Het recht om domme dingen te doen
Wij leven in de postmoderne tijd. Wij staan op onze rechten: mensenrechten, de nieuwe vrijheid, ontvoogding, inspraak. Wij laten geen brug door onze strot rammen, en vooral niet als daar weer (ook zonder dat de veel gescholden PS een hand in het spel heeft) allerlei vieze afspraakjes en profijtjes aan hangen. Dat is natuurlijk niet enkel ons goed recht, het is begrijpelijk; het komt zelfs sympathiek over. Maar als iedereen over alles moet meepraten en -beslissen kan niemand nog iets bewegen. Dan kan iedere demagoog met een beetje ervaring in de reclamewereld gelijk wat verhinderen. Verhinderen wel, realiseren niet! En zo staan we dus, op de Antwerpse ring, een zeer aanzienlijk aantal uren van het resultaat van onze mondigheid te genieten, zonder enig besef van het oorzakelijk verband.

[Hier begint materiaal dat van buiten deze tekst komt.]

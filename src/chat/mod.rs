//! Chat endpoints and the message types exchanged with them.
//!
//! A chat endpoint takes the whole ordered conversation and answers with a
//! single assistant message. Transport and authentication live in the
//! implementations; callers only see [`ChatEndpoint::complete`].

#[cfg(test)]
pub(crate) mod mock;
mod openai;
mod transcript;
mod worker;

pub use openai::OpenAIEndpoint;
pub use transcript::Transcript;
pub use worker::WorkerEndpoint;

use crate::config::{EndpointProvider, EndpointSettings};
use crate::error::Result;
use async_trait::async_trait;
use serde::{Deserialize, Serialize};
use std::sync::Arc;

/// Author of a message.
#[derive(Debug, Clone, Copy, PartialEq, Eq, Serialize, Deserialize)]
#[serde(rename_all = "lowercase")]
pub enum Role {
    System,
    User,
    Assistant,
}

impl std::fmt::Display for Role {
    fn fmt(&self, f: &mut std::fmt::Formatter<'_>) -> std::fmt::Result {
        match self {
            Role::System => write!(f, "system"),
            Role::User => write!(f, "user"),
            Role::Assistant => write!(f, "assistant"),
        }
    }
}

/// A single role-tagged message.
#[derive(Debug, Clone, PartialEq, Eq, Serialize, Deserialize)]
pub struct Message {
    pub role: Role,
    pub content: String,
}

impl Message {
    pub fn new(role: Role, content: impl Into<String>) -> Self {
        Self {
            role,
            content: content.into(),
        }
    }

    pub fn system(content: impl Into<String>) -> Self {
        Self::new(Role::System, content)
    }

    pub fn user(content: impl Into<String>) -> Self {
        Self::new(Role::User, content)
    }

    pub fn assistant(content: impl Into<String>) -> Self {
        Self::new(Role::Assistant, content)
    }
}

/// A remote chat-completion service.
#[async_trait]
pub trait ChatEndpoint: Send + Sync {
    /// Send the full conversation and return the model's reply.
    ///
    /// Any failure to obtain a reply is reported as
    /// [`TenkeError::Transport`](crate::error::TenkeError::Transport).
    async fn complete(&self, messages: &[Message]) -> Result<Message>;
}

/// Build the endpoint described by the configuration.
pub fn endpoint_from_settings(settings: &EndpointSettings) -> Result<Arc<dyn ChatEndpoint>> {
    match settings.provider {
        EndpointProvider::Worker => {
            let mut endpoint = WorkerEndpoint::with_timeout(&settings.url, settings.timeout())?;
            if let Some(key) = settings.api_key() {
                endpoint = endpoint.with_api_key(key);
            }
            Ok(Arc::new(endpoint))
        }
        EndpointProvider::OpenAI => Ok(Arc::new(OpenAIEndpoint::from_settings(settings)?)),
    }
}

/// Ask a single question: one system message, one user message, one reply.
pub async fn ask(endpoint: &dyn ChatEndpoint, system: &str, question: &str) -> Result<String> {
    let messages = [Message::system(system), Message::user(question)];
    let reply = endpoint.complete(&messages).await?;
    Ok(reply.content)
}

#[cfg(test)]
mod tests {
    use super::mock::ScriptedEndpoint;
    use super::*;

    #[test]
    fn test_message_wire_format() {
        let json = serde_json::to_string(&Message::user("hi")).unwrap();
        assert_eq!(json, r#"{"role":"user","content":"hi"}"#);

        let parsed: Message =
            serde_json::from_str(r#"{"role":"assistant","content":"Answer: go hiking"}"#).unwrap();
        assert_eq!(parsed, Message::assistant("Answer: go hiking"));
    }

    #[test]
    fn test_unknown_role_rejected() {
        let parsed = serde_json::from_str::<Message>(r#"{"role":"tool","content":"x"}"#);
        assert!(parsed.is_err());
    }

    #[tokio::test]
    async fn test_ask_sends_system_and_user() {
        let endpoint = ScriptedEndpoint::new().reply("Buy.");
        let answer = ask(&endpoint, "You are a trading guru.", "Here is the stock data: {}")
            .await
            .unwrap();

        assert_eq!(answer, "Buy.");
        let calls = endpoint.calls();
        assert_eq!(calls.len(), 1);
        assert_eq!(
            calls[0],
            vec![
                Message::system("You are a trading guru."),
                Message::user("Here is the stock data: {}"),
            ]
        );
    }

    #[test]
    fn test_endpoint_from_settings_rejects_bad_url() {
        let settings = EndpointSettings {
            url: "::not a url::".to_string(),
            ..EndpointSettings::default()
        };
        assert!(endpoint_from_settings(&settings).is_err());
    }
}
//! Pre-flight checks before contacting a chat endpoint.
//!
//! Validates configuration up front so a run does not fail on its first
//! request for a reason that was knowable beforehand.

use crate::config::{EndpointProvider, Settings};
use crate::error::{Result, TenkeError};

/// Requirements for different operations.
#[derive(Debug, Clone, Copy)]
pub enum Operation {
    /// Talking to the configured endpoint (agent, ask).
    Chat,
    /// Serving relays to OpenAI regardless of the configured provider.
    Serve,
}

/// Run pre-flight checks for the given operation.
///
/// Returns Ok(()) if all checks pass, or an error describing what's missing.
pub fn check(operation: Operation, settings: &Settings) -> Result<()> {
    match operation {
        Operation::Chat => match settings.endpoint.provider {
            EndpointProvider::Worker => {
                settings.endpoint_url()?;
                if settings.endpoint.api_key_env.is_some() {
                    check_api_key(settings)?;
                }
            }
            EndpointProvider::OpenAI => check_api_key(settings)?,
        },
        Operation::Serve => {
            let mut relay = settings.clone();
            relay.endpoint.provider = EndpointProvider::OpenAI;
            check_api_key(&relay)?;
        }
    }
    Ok(())
}

/// Check that the configured API key variable is set and non-empty.
fn check_api_key(settings: &Settings) -> Result<()> {
    let Some(var) = settings.endpoint.key_var() else {
        return Ok(());
    };
    match std::env::var(&var) {
        Ok(key) if !key.is_empty() => Ok(()),
        Ok(_) => Err(TenkeError::Config(format!(
            "{} is empty. Set it with: export {}='...'",
            var, var
        ))),
        Err(_) => Err(TenkeError::Config(format!(
            "{} not set. Set it with: export {}='...'",
            var, var
        ))),
    }
}
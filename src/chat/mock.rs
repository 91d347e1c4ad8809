//! Scripted chat endpoint for tests.

use super::{ChatEndpoint, Message};
use crate::error::{Result, TenkeError};
use async_trait::async_trait;
use std::collections::VecDeque;
use std::sync::Mutex;
use std::time::Duration;

/// Replays queued replies in order and records every request it receives.
///
/// An exhausted script answers with a transport error.
#[derive(Default)]
pub(crate) struct ScriptedEndpoint {
    replies: Mutex<VecDeque<std::result::Result<String, String>>>,
    calls: Mutex<Vec<Vec<Message>>>,
    delay: Option<Duration>,
}

impl ScriptedEndpoint {
    pub(crate) fn new() -> Self {
        Self::default()
    }

    /// Queue an assistant reply.
    pub(crate) fn reply(self, content: impl Into<String>) -> Self {
        self.replies.lock().unwrap().push_back(Ok(content.into()));
        self
    }

    /// Queue a transport failure.
    pub(crate) fn fail(self, reason: impl Into<String>) -> Self {
        self.replies.lock().unwrap().push_back(Err(reason.into()));
        self
    }

    /// Sleep before answering each request.
    pub(crate) fn delayed(mut self, delay: Duration) -> Self {
        self.delay = Some(delay);
        self
    }

    /// Every message list received so far, in call order.
    pub(crate) fn calls(&self) -> Vec<Vec<Message>> {
        self.calls.lock().unwrap().clone()
    }
}

#[async_trait]
impl ChatEndpoint for ScriptedEndpoint {
    async fn complete(&self, messages: &[Message]) -> Result<Message> {
        self.calls.lock().unwrap().push(messages.to_vec());
        if let Some(delay) = self.delay {
            tokio::time::sleep(delay).await;
        }
        let next = self.replies.lock().unwrap().pop_front();
        match next {
            Some(Ok(content)) => Ok(Message::assistant(content)),
            Some(Err(reason)) => Err(TenkeError::Transport(reason)),
            None => Err(TenkeError::Transport("script exhausted".to_string())),
        }
    }
}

Er is ook geen oplossing. Stel nu dat de goede fee (eigenlijk de therapie bij uitstek tegen boze geesten) zich met de zaak zou bemoeien. Ze kan mij een flinke snijbrander in de hand drukken met de opdracht zoveel stangen in het mechanisme door te branden als nodig om het terug te laten bewegen, en dat zijn er nogal wat. Daar komt niets van. Nog voor ik de eerste stang verwijderd heb staat diezelfde mijnheer Desmet bovenarms moord en brand te schreeuwen over vrijheid, gelijkheid en democratie. En de meerderheid zou aan zijn kant staan; we hebben al die stangetjes immers ooit om ergens een reden gewild! De goede fee kan zich dus de moeite sparen; wij willen de chocolade nu opeten en straks nog hebben, en dat leert ze ons nog niet zo snel af. Maar is dat eigenlijk niet het gedrag dat we normaal van kleutertjes verwachten? Zijn we misschien toch helemaal verkeerd bezig?
Uit ‘Brave New World’ van Aldous Huxley over ‘rechten’:
"Not to mention the right to grow old and ugly and impotent;
the right to have syphilis and cancer;
the right to have too little to eat;
the right to be lousy;
the right to live in constant apprehension of what may happen tomorrow;
the right to catch typhoid;
the right to be tortured by unspeakable pains of every kind."
There was a long silence.
"I claim them all," said the Savage at last.
Mustapha Mond shrugged his shoulders. "You're welcome," he said.
De Simpele Duif die nogmaals over de oerwateren van Tehom, de chaos, zweeft.